00:18 So we're going to use an AI assistant to help us write this order by. So I'm going to copy this, I'm going to pull up GitHub Copilot in VS Code. I'm going to say I need to fill in this order by as a nested query, please help. So here we're going to pass this and we'll say

00:37 here are the requirements. And I'm going to copy those requirements from our instructions. It says we want to select the updated at from the note model where the owner ID matches the user ID and order that by the updated at descending and get only the first one. So let's see what Copilot

00:58 can do for us here. So we've got our select that's unchanged, we've got our from, our left join, our where, all that, and it just inserted this order by. So let's copy this, and oh it just inserted it for us. Well that's that is handy, thank you. And then let's just see, it looks like

01:16 actually that totally worked. Cody is the most recent user and so would be the most recent editor of a note. But let's just look over this query and make sure it's correct because you'd be very ill-advised to just accept what the AI generated for you without reviewing it.

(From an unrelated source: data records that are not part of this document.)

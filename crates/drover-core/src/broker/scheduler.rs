use std::sync::Arc;

use tokio::time::MissedTickBehavior;
use tokio_util::sync::CancellationToken;
use tracing::{debug, info, warn};

use super::AgingPolicy;
use super::aging::decode_member;
use crate::error::DroverError;
use crate::ports::{Clock, StoreAdapter};

/// Result of one rescore pass.
#[derive(Debug, Clone, Copy, Default, PartialEq, Eq)]
pub struct RescoreStats {
    /// Members seen in the snapshot.
    pub scanned: usize,
    /// Members whose stored score changed.
    pub updated: usize,
    /// Members that could not be decoded and kept their old score.
    pub skipped: usize,
}

/// Periodically rewrites every pending member's score to its effective
/// priority at tick time.
///
/// Only members still present are rewritten, so a task popped between the
/// snapshot and the write is never put back.
pub struct AgingScheduler {
    store: Arc<dyn StoreAdapter>,
    collection: String,
    policy: AgingPolicy,
    clock: Arc<dyn Clock>,
}

impl AgingScheduler {
    pub fn new(
        store: Arc<dyn StoreAdapter>,
        collection: impl Into<String>,
        policy: AgingPolicy,
        clock: Arc<dyn Clock>,
    ) -> Self {
        Self {
            store,
            collection: collection.into(),
            policy,
            clock,
        }
    }

    /// One snapshot → recompute → batch update pass.
    pub async fn tick(&self) -> Result<RescoreStats, DroverError> {
        let now = self.clock.now();
        let members = self.store.snapshot(&self.collection).await?;

        let mut stats = RescoreStats {
            scanned: members.len(),
            ..RescoreStats::default()
        };
        let mut updates = Vec::with_capacity(members.len());
        for (member, _) in members {
            match decode_member(&member) {
                Ok(task) => {
                    let score = self.policy.effective_priority(&task, now);
                    updates.push((member, score));
                }
                Err(e) => {
                    stats.skipped += 1;
                    warn!(collection = %self.collection, error = %e, "skipping undecodable member");
                }
            }
        }

        stats.updated = self
            .store
            .rescore_batch(&self.collection, &updates)
            .await?;
        Ok(stats)
    }

    /// Tick every `rescore_interval` until `cancel` fires.
    ///
    /// A failed tick is logged and the loop keeps going; the next tick
    /// catches up because scores are recomputed from `created_at`.
    pub async fn run(self: Arc<Self>, cancel: CancellationToken) {
        let mut interval = tokio::time::interval(self.policy.rescore_interval);
        interval.set_missed_tick_behavior(MissedTickBehavior::Delay);

        loop {
            tokio::select! {
                biased;
                _ = cancel.cancelled() => break,
                _ = interval.tick() => {}
            }

            let tick = tokio::select! {
                biased;
                _ = cancel.cancelled() => break,
                res = self.tick() => res,
            };
            match tick {
                Ok(stats) if stats.scanned > 0 => {
                    debug!(
                        collection = %self.collection,
                        scanned = stats.scanned,
                        updated = stats.updated,
                        skipped = stats.skipped,
                        "rescored"
                    );
                }
                Ok(_) => {}
                Err(e) => warn!(collection = %self.collection, error = %e, "rescore tick failed"),
            }
        }
        info!(collection = %self.collection, "aging scheduler stopped");
    }
}

#[cfg(test)]
mod tests {
    use super::*;
    use crate::broker::aging::encode_member;
    use crate::domain::{Priority, Task, TaskId, TaskType};
    use crate::impls::MemoryStore;
    use crate::ports::ManualClock;
    use chrono::{Duration as ChronoDuration, TimeZone, Utc};
    use std::time::Duration;
    use ulid::Ulid;

    fn setup(factor: f64) -> (Arc<MemoryStore>, Arc<ManualClock>, AgingScheduler) {
        let store = Arc::new(MemoryStore::new());
        let clock = Arc::new(ManualClock::new(
            Utc.with_ymd_and_hms(2024, 1, 1, 0, 0, 0).unwrap(),
        ));
        let scheduler = AgingScheduler::new(
            store.clone(),
            "q",
            AgingPolicy::new(factor, Duration::from_millis(10)),
            clock.clone(),
        );
        (store, clock, scheduler)
    }

    async fn push(store: &MemoryStore, clock: &ManualClock, priority: Priority) -> String {
        let task = Task::new_at(
            TaskId::from_ulid(Ulid::new()),
            TaskType::new("report").unwrap(),
            priority,
            Vec::new(),
            clock.now(),
        );
        let member = encode_member(&task).unwrap();
        store
            .push_sorted("q", &member, priority.base_score())
            .await
            .unwrap();
        member
    }

    #[tokio::test]
    async fn undecodable_members_are_skipped() {
        let (store, clock, scheduler) = setup(1.0);
        push(&store, &clock, Priority::LOW).await;
        store.push_sorted("q", "garbage", 3.0).await.unwrap();

        clock.advance(ChronoDuration::seconds(2));
        let stats = scheduler.tick().await.unwrap();
        assert_eq!(
            stats,
            RescoreStats {
                scanned: 2,
                updated: 1,
                skipped: 1
            }
        );
    }

    #[tokio::test]
    async fn popped_members_are_not_resurrected() {
        let (store, clock, scheduler) = setup(1.0);
        let member = push(&store, &clock, Priority::LOW).await;
        let cancel = CancellationToken::new();

        // pop lands between snapshot and write
        let snapshot = store.snapshot("q").await.unwrap();
        let (popped, _) = store.pop_max_blocking("q", &cancel).await.unwrap();
        assert_eq!(popped, member);
        let updated = store
            .rescore_batch("q", &[(snapshot[0].0.clone(), 99.0)])
            .await
            .unwrap();
        assert_eq!(updated, 0);

        clock.advance(ChronoDuration::seconds(5));
        scheduler.tick().await.unwrap();
        assert_eq!(store.len("q").await.unwrap(), 0);
    }

    #[tokio::test]
    async fn outage_is_reported_then_recovered() {
        let (store, clock, scheduler) = setup(1.0);
        push(&store, &clock, Priority::LOW).await;

        store.set_unavailable(true);
        assert!(matches!(
            scheduler.tick().await,
            Err(DroverError::BrokerUnavailable(_))
        ));

        store.set_unavailable(false);
        clock.advance(ChronoDuration::seconds(3));
        assert_eq!(scheduler.tick().await.unwrap().updated, 1);
        let snapshot = store.snapshot("q").await.unwrap();
        assert!((snapshot[0].1 - 4.0).abs() < 1e-9);
    }

    #[tokio::test]
    async fn run_stops_on_cancel() {
        let (_store, _clock, scheduler) = setup(0.1);
        let cancel = CancellationToken::new();
        let join = tokio::spawn(Arc::new(scheduler).run(cancel.clone()));
        tokio::time::sleep(Duration::from_millis(30)).await;
        cancel.cancel();
        tokio::time::timeout(Duration::from_secs(1), join)
            .await
            .expect("scheduler did not stop")
            .unwrap();
    }
}
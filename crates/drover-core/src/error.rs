use thiserror::Error;

use crate::domain::{TaskStatus, TaskType};
use crate::ports::StoreError;

#[derive(Debug, Error)]
pub enum DroverError {
    #[error("invalid task: {0}")]
    Validation(String),

    #[error("broker unavailable: {0}")]
    BrokerUnavailable(String),

    #[error("operation cancelled")]
    Cancelled,

    #[error("handler failed for task_type={task_type}: {source}")]
    Handler {
        task_type: TaskType,
        #[source]
        source: HandlerError,
    },

    #[error("handler not found for task_type={0}")]
    UnregisteredType(TaskType),

    #[error("duplicate handler for task_type={0}")]
    DuplicateHandler(TaskType),

    #[error("invalid status transition {from} -> {to}")]
    InvalidTransition { from: TaskStatus, to: TaskStatus },

    #[error("task codec: {0}")]
    Codec(#[from] serde_json::Error),
}

impl DroverError {
    /// Shutdown is not an application failure; callers usually just stop.
    pub fn is_cancelled(&self) -> bool {
        matches!(self, DroverError::Cancelled)
    }
}

impl From<StoreError> for DroverError {
    fn from(err: StoreError) -> Self {
        match err {
            StoreError::Cancelled => DroverError::Cancelled,
            StoreError::Unavailable(msg) => DroverError::BrokerUnavailable(msg),
        }
    }
}

/// Error returned by a task handler.
#[derive(Debug, Clone, PartialEq, Eq, Error)]
#[error("{0}")]
pub struct HandlerError(String);

impl HandlerError {
    pub fn new(message: impl Into<String>) -> Self {
        Self(message.into())
    }

    pub fn message(&self) -> &str {
        &self.0
    }
}

impl From<String> for HandlerError {
    fn from(message: String) -> Self {
        Self(message)
    }
}

impl From<&str> for HandlerError {
    fn from(message: &str) -> Self {
        Self(message.to_string())
    }
}

impl From<serde_json::Error> for HandlerError {
    fn from(err: serde_json::Error) -> Self {
        Self(format!("json decode: {err}"))
    }
}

01:35 So here this is, we can, when we're doing a nested query like this, we can actually just look at the query by itself outside of the context of the whole thing and then we can expand it to the context of the whole thing. So let's just pretend we're, what we're looking for is the most recently

01:50 updated note per user here. So we're going to say select the updated at field, that's all that we really care about here, we want the most recently updated thing, so that's the only thing that we are going to be selecting, from the note table where the owner of the note, that owner id,

02:06 equals the user id. So this, like we are kind of peeking into the outer query, but that's the idea, so we're looking for a particular user's most recently updated note. And then we're going to order that by the updated at descending, so most recently updated, and limit to the first updated

02:24 note. And then order that by, the result of that, by the descending, so that we get the most recently, most recently updated. And that is, yeah, that's exactly what we wanted to do in this query.

02:40 So now let's just make sure that it actually does work. We'll go to Lori here, and let's go update Lori's note. And now if we go to here, Lori is there first. We're in a good place here. So in review, what we did here was we just used AI to help us write some SQL, but hopefully

02:58 this gives you an idea of how to do that nested select, as well as shows you how to use AI assistance to help you work through your product requirements. Again, I try to limit the amount of stuff that AI is generating for me to something small and reviewable like this. I do not recommend

03:17 that you let AI just write a whole lot of stuff for you, because that's harder to review. There are probably lots of bugs in it. So AI assistance, they rock. I recommend you use them in your day to day coding, but just look very carefully at the code that they generate. Another thing I'm

03:34 going to do just to add some clarity here is I'm going to add the table prefix to all of this, just to make sure that it's more clear that this owner ID is coming from the note, this updated ads coming from the note, et cetera. So there we go. That is our SQL query that allows

03:50 us to accomplish all of the product requirements for this user search page.